霊場恐山(3)

P1030237


 霊場恐山の3回目、今回は前回に引き続いて地獄のご紹介。


P1030238

_IGP6553


 朝もやだったり、硫黄の煙だったり、時間帯や気候によって様々な変化を見せる恐山。昔はもっともっと煙がもくもくしていたそうです(恐山歴30年の方から聞きました)。それはもう確かに「地獄」そのものといった景色だったそうです。
 現在でも、神秘的な光景はなかなかに地獄。でも地獄に行った事ある人って誰もいないんだよな、とは思います。


_IGP6531


 地獄の中にあったのがこの石。いいですか、「石」ですよ。

 これはただの石ではなくて(わざわざただの石に看板は立てない)、慈覚大師がこの上で座禅をしていた、という石です。ありがたやありがたや。だからここにもおさいせん。鋭く崇めさせられるところが恐山クオリティー。


_IGP6520

_IGP6522


 こちらは大師堂。妖怪ポストと100均的なトレイ、二本立てでおさいせん。ご利益ご利益。


_IGP6539


 八角堂。円形にしたかったけどできなかったのでこうした、という話を聞く六角堂や八角堂ですが、こうして見ると八角形だからこその、良さがあります。素敵です。



_IGP6536

 
 信者(恐山は曹洞宗)の方が寄進なさったと思しき、石。賽の河原なので石だらけなところに大きな石。
 こういうところに石を置くとどうなるのかといいますと、こうなります。


_IGP6537


 じゃん。石に石。石に石と石と石と石と石と石と石と石と石と石と石と石と石と石と石と石と石と石と石と石と石と石と石と石と石と石と石と石と石と石と石と石と石と石と石と石と石と石と石と石と石と石と石と石と石と石と石と石と、石。ここまでくると賽の河原と言うより砕石場。





 そんな河原を抜けていくと、宇曽利湖畔にあるのが、極楽。

_IGP6541

_IGP6544


 極楽浜と名付けられたこの湖畔、清らかな水面を正面に、足元は今までのゴツゴツとした岩場ではなく、砂浜。見事な美しさです。

 そしてこの極楽浜に対面する形で、故人の衣類、写真、地蔵、表札といったものが本当に沢山並べられておりました。どんな様子なのかというのは、ご自身の目で確かめて頂ければと思います。
 幼くして、若くして亡くなった家族に極楽で安らかに過ごしてほしい、天寿を全うした先祖に極楽で待っていてほしい、そんな思いをひしひしと感じるその風景は、この世からいなくなってしまった方への愛を感じました。
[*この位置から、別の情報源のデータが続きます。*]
use helper::{
    Guest, CSRRS, CSRRW, EBREAK, ECALL, MACHINE_HANDLER, MRET, SRET, SUPERVISOR_HANDLER,
    USER_ENTRY,
};
use kernel::vm::{ActiveTable, Emulated, VirtConfig, VirtError};
use riscv::cpu::Mode;
use riscv::csr::*;
use riscv::decode::decode;

/// Set `medeleg` bits and the supervisor trap vector before booting.
fn delegate(guest: &mut Guest, medeleg: u64) -> anyhow::Result<()> {
    guest.frame.xregs.write(5, medeleg);
    guest.frame.xregs.write(6, SUPERVISOR_HANDLER);
    guest.run(&[
        helper::csr(CSRRW, 0, MEDELEG, 5), // csrrw x0, medeleg, t0
        helper::csr(CSRRW, 0, STVEC, 6), // csrrw x0, stvec, t1
    ])?;
    Ok(())
}

#[test]
fn ecall_from_user_traps_to_machine() -> anyhow::Result<()> {
    let mut guest = Guest::new(VirtConfig::new());
    guest.boot()?;
    let guest_table = guest.state.tables().unwrap().guest;
    assert_eq!(guest.host.installed, guest_table);

    guest.host.load(USER_ENTRY, &[ECALL]);
    assert_eq!(
        guest.step()?,
        Emulated::Trap {
            cause: 8,
            from: Mode::User,
            to: Mode::Machine,
        }
    );
    let regs = guest.state.registers();
    assert_eq!(regs.read(MCAUSE), 8);
    assert_eq!(regs.read_field(MSTATUS, XSTATUS_MPP), Mode::User.bits());
    assert_eq!(regs.read_field(MSTATUS, XSTATUS_MIE), 0);
    assert_eq!(regs.read(MEPC), USER_ENTRY + 4);
    assert_eq!(regs.read(MTVAL), 0);
    assert_eq!(guest.frame.pc, MACHINE_HANDLER);
    assert_eq!(guest.state.mode(), Mode::Machine);
    assert_eq!(guest.host.installed, guest.host.process_root);
    assert_eq!(guest.state.tables().unwrap().active_root(), guest.host.process_root);
    Ok(())
}

#[test]
fn ecall_then_mret_resumes_after_ecall() -> anyhow::Result<()> {
    let mut guest = Guest::new(VirtConfig::new());
    guest.boot()?;
    guest.host.load(USER_ENTRY, &[ECALL]);
    guest.host.load(MACHINE_HANDLER, &[MRET]);
    guest.step()?;
    assert_eq!(
        guest.step()?,
        Emulated::Return {
            from: Mode::Machine,
            to: Mode::User,
        }
    );
    assert_eq!(guest.frame.pc, USER_ENTRY + 4);
    assert_eq!(guest.state.mode(), Mode::User);
    assert_eq!(guest.state.registers().read_field(MSTATUS, XSTATUS_MPP), 0);
    let tables = guest.state.tables().unwrap();
    assert_eq!(tables.active, ActiveTable::Guest);
    assert_eq!(tables.active_root(), tables.guest);
    assert_eq!(guest.host.installed, tables.guest);
    Ok(())
}

#[test]
fn mret_restores_interrupt_enable() -> anyhow::Result<()> {
    let mut guest = Guest::new(VirtConfig::new());
    guest.frame.xregs.write(5, XSTATUS_MIE | XSTATUS_MPRV);
    guest.run(&[helper::csr(CSRRS, 0, MSTATUS, 5)])?; // csrrs x0, mstatus, t0
    guest.boot()?;
    let regs = guest.state.registers();
    // MPIE was never set, so mret clears MIE
    assert_eq!(regs.read_field(MSTATUS, XSTATUS_MIE), 0);
    assert_eq!(regs.read_field(MSTATUS, XSTATUS_MPIE), 1);
    assert_eq!(regs.read_field(MSTATUS, XSTATUS_MPRV), 0);

    // a trap from user moves MIE (0) into MPIE; returning moves it back
    guest.host.load(USER_ENTRY, &[ECALL]);
    guest.host.load(MACHINE_HANDLER, &[MRET]);
    guest.step()?;
    assert_eq!(guest.state.registers().read_field(MSTATUS, XSTATUS_MPIE), 0);
    guest.step()?;
    assert_eq!(guest.state.registers().read_field(MSTATUS, XSTATUS_MIE), 0);
    assert_eq!(guest.state.registers().read_field(MSTATUS, XSTATUS_MPIE), 1);
    Ok(())
}

#[test]
fn ecall_from_supervisor_traps_to_machine() -> anyhow::Result<()> {
    let mut guest = Guest::new(VirtConfig::new());
    guest.boot_into(Mode::Supervisor, USER_ENTRY)?;
    assert_eq!(guest.state.mode(), Mode::Supervisor);
    guest.run(&[ECALL])?;
    assert_eq!(guest.state.mode(), Mode::Machine);
    assert_eq!(guest.state.registers().read(MCAUSE), 9);
    assert_eq!(
        guest.state.registers().read_field(MSTATUS, XSTATUS_MPP),
        Mode::Supervisor.bits()
    );
    assert_eq!(guest.frame.pc, MACHINE_HANDLER);
    Ok(())
}

#[test]
fn ecall_from_machine() -> anyhow::Result<()> {
    let mut guest = Guest::new(VirtConfig::new());
    guest.frame.xregs.write(5, MACHINE_HANDLER);
    // delegation never applies to machine-mode traps
    guest.frame.xregs.write(6, 1 << 11);
    guest.run(&[
        helper::csr(CSRRW, 0, MTVEC, 5), // csrrw x0, mtvec, t0
        helper::csr(CSRRW, 0, MEDELEG, 6), // csrrw x0, medeleg, t1
        ECALL,
    ])?;
    assert_eq!(guest.state.mode(), Mode::Machine);
    assert_eq!(guest.state.registers().read(MCAUSE), 11);
    assert_eq!(
        guest.state.registers().read_field(MSTATUS, XSTATUS_MPP),
        Mode::Machine.bits()
    );
    assert_eq!(guest.frame.pc, MACHINE_HANDLER);
    Ok(())
}

#[test]
fn delegated_ecall_from_user_traps_to_supervisor() -> anyhow::Result<()> {
    let mut guest = Guest::new(VirtConfig::new());
    delegate(&mut guest, 1 << 8)?;
    guest.boot()?;
    let installs = guest.host.installs.len();

    guest.host.load(USER_ENTRY, &[ECALL]);
    guest.host.load(SUPERVISOR_HANDLER, &[SRET]);
    assert_eq!(
        guest.step()?,
        Emulated::Trap {
            cause: 8,
            from: Mode::User,
            to: Mode::Supervisor,
        }
    );
    let regs = guest.state.registers();
    assert_eq!(regs.read(SCAUSE), 8);
    assert_eq!(regs.read(SEPC), USER_ENTRY + 4);
    assert_eq!(regs.read_field(SSTATUS, XSTATUS_SPP), 0);
    assert_eq!(regs.read(MCAUSE), 0);
    assert_eq!(guest.frame.pc, SUPERVISOR_HANDLER);
    assert_eq!(guest.state.mode(), Mode::Supervisor);
    // user and supervisor share the shadow table
    assert_eq!(guest.host.installs.len(), installs);

    guest.step()?;
    assert_eq!(guest.state.mode(), Mode::User);
    assert_eq!(guest.frame.pc, USER_ENTRY + 4);
    assert_eq!(guest.state.registers().read_field(SSTATUS, XSTATUS_SPIE), 1);
    Ok(())
}

#[test]
fn delegated_ecall_from_supervisor_stays_in_supervisor() -> anyhow::Result<()> {
    let mut guest = Guest::new(VirtConfig::new());
    delegate(&mut guest, 1 << 9)?;
    guest.boot_into(Mode::Supervisor, USER_ENTRY)?;
    guest.host.load(USER_ENTRY, &[ECALL]);
    guest.host.load(SUPERVISOR_HANDLER, &[SRET]);

    guest.step()?;
    assert_eq!(guest.state.mode(), Mode::Supervisor);
    assert_eq!(guest.state.registers().read(SCAUSE), 9);
    assert_eq!(guest.state.registers().read_field(SSTATUS, XSTATUS_SPP), 1);

    guest.step()?;
    assert_eq!(guest.state.mode(), Mode::Supervisor);
    assert_eq!(guest.frame.pc, USER_ENTRY + 4);
    assert_eq!(guest.state.registers().read_field(SSTATUS, XSTATUS_SPP), 0);
    Ok(())
}

#[test]
fn ebreak_is_a_breakpoint_trap() -> anyhow::Result<()> {
    let mut guest = Guest::new(VirtConfig::new());
    guest.boot()?;
    guest.host.load(USER_ENTRY, &[EBREAK]);
    assert_eq!(
        guest.step()?,
        Emulated::Trap {
            cause: 3,
            from: Mode::User,
            to: Mode::Machine,
        }
    );
    assert_eq!(guest.state.registers().read(MEPC), USER_ENTRY + 4);
    Ok(())
}

#[test]
fn trap_vector_mode_bits_are_ignored() -> anyhow::Result<()> {
    let mut guest = Guest::new(VirtConfig::new());
    guest.frame.xregs.write(5, MACHINE_HANDLER | 0b01);
    guest.run(&[helper::csr(CSRRW, 0, MTVEC, 5), EBREAK])?; // csrrw x0, mtvec, t0; ebreak
    assert_eq!(guest.frame.pc, MACHINE_HANDLER);
    Ok(())
}

#[test]
fn sret_outside_supervisor_changes_nothing() -> anyhow::Result<()> {
    for mode in [Mode::User, Mode::Machine] {
        let mut guest = Guest::new(VirtConfig::new());
        guest.boot_into(mode, USER_ENTRY)?;
        let regs = guest.state.registers().clone();
        let frame = guest.frame.clone();
        let installed = guest.host.installed;

        let err = guest
            .state
            .emulate(&mut guest.host, &mut guest.frame, decode(SRET)?)
            .unwrap_err();
        assert_eq!(
            err,
            VirtError::InvalidTransition {
                instruction: "sret",
                mode,
            }
        );
        assert_eq!(guest.state.registers(), &regs);
        assert_eq!(guest.state.mode(), mode);
        assert_eq!(guest.frame, frame);
        assert_eq!(guest.host.installed, installed);
        assert!(!guest.host.killed);

        // taken as a trap, the same instruction ends the guest
        guest.host.load(USER_ENTRY, &[SRET]);
        assert_eq!(guest.step(), Err(err));
        assert!(guest.host.killed);
    }
    Ok(())
}

#[test]
fn mret_outside_machine_terminates() -> anyhow::Result<()> {
    let mut guest = Guest::new(VirtConfig::new());
    guest.boot()?;
    guest.host.load(USER_ENTRY, &[MRET]);
    assert_eq!(
        guest.step(),
        Err(VirtError::InvalidTransition {
            instruction: "mret",
            mode: Mode::User,
        })
    );
    assert!(guest.host.killed);
    assert_eq!(guest.state.mode(), Mode::Machine);
    Ok(())
}

#[test]
fn mret_to_hypervisor_level_terminates() -> anyhow::Result<()> {
    let mut guest = Guest::new(VirtConfig::new());
    guest.frame.xregs.write(5, 0b10 << 11);
    guest.host.load(guest.frame.pc, &[helper::csr(CSRRS, 0, MSTATUS, 5), MRET]);
    guest.step()?;
    assert!(matches!(
        guest.step(),
        Err(VirtError::InvalidTransition {
            instruction: "mret",
            mode: Mode::Machine,
        })
    ));
    assert!(guest.host.killed);
    Ok(())
}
それは怖いというよりも、もっと温かいようなものだと思います。




_IGP6554


 地獄、極楽をぐるりと一周して戻ってきますと、最後にあったのがこれ。箸の供養をするはし塚。まさか青森まで来てお箸におさいせんをあげる事になろうとは思わなかったですよええそりゃもう。


 
 次回は恐山に宿泊しないと見られない、夜の恐山をご紹介。怖がりなので地獄には行きませんでしたよ。行きたければ各自で行って下さいね。